_Exercise requirements_. Wherever the word "AtomicBool" appears in the entries, copy the whole line.

[Items from a dataset]

━━━━━━━━━━━━━━━━━━━━━━━━━━━━━━

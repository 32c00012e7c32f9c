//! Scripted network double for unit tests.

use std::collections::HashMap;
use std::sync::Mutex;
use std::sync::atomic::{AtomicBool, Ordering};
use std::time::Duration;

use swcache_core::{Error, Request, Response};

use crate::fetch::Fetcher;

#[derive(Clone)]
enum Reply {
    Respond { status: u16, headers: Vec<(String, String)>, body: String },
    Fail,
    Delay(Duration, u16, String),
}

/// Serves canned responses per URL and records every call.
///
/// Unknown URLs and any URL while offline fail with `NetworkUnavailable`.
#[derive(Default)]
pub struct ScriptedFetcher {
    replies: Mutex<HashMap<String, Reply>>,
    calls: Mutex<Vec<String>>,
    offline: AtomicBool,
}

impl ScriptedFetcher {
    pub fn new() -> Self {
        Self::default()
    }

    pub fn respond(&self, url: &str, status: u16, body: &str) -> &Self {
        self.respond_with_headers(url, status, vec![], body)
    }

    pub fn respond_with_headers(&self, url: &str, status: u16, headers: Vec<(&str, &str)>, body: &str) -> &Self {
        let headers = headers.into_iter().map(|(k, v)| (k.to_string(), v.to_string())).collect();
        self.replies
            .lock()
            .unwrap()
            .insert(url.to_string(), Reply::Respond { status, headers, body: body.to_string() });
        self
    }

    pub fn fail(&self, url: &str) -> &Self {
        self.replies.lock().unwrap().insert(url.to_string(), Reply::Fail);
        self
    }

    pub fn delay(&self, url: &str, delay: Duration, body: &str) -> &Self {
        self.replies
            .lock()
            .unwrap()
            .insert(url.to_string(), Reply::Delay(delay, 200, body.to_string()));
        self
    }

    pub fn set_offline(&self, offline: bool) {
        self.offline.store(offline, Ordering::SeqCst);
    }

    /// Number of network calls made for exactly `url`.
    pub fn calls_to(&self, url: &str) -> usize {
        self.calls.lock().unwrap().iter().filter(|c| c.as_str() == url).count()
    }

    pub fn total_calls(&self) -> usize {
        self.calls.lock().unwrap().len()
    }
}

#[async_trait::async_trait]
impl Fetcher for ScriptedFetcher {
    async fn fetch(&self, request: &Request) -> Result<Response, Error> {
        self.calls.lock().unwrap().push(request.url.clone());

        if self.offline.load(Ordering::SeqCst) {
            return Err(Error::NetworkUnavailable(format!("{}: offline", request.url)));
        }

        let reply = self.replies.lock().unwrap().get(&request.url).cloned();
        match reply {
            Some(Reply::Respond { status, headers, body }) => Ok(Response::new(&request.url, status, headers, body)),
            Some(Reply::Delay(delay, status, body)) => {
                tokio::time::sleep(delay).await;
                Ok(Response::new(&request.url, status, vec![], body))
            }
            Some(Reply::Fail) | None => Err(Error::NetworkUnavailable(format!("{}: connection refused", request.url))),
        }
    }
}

━━━━━━━━━━━━━━━━━━━━━━━━━━━━━━

_Response_.
use std::sync::atomic::{AtomicBool, Ordering};
    offline: AtomicBool,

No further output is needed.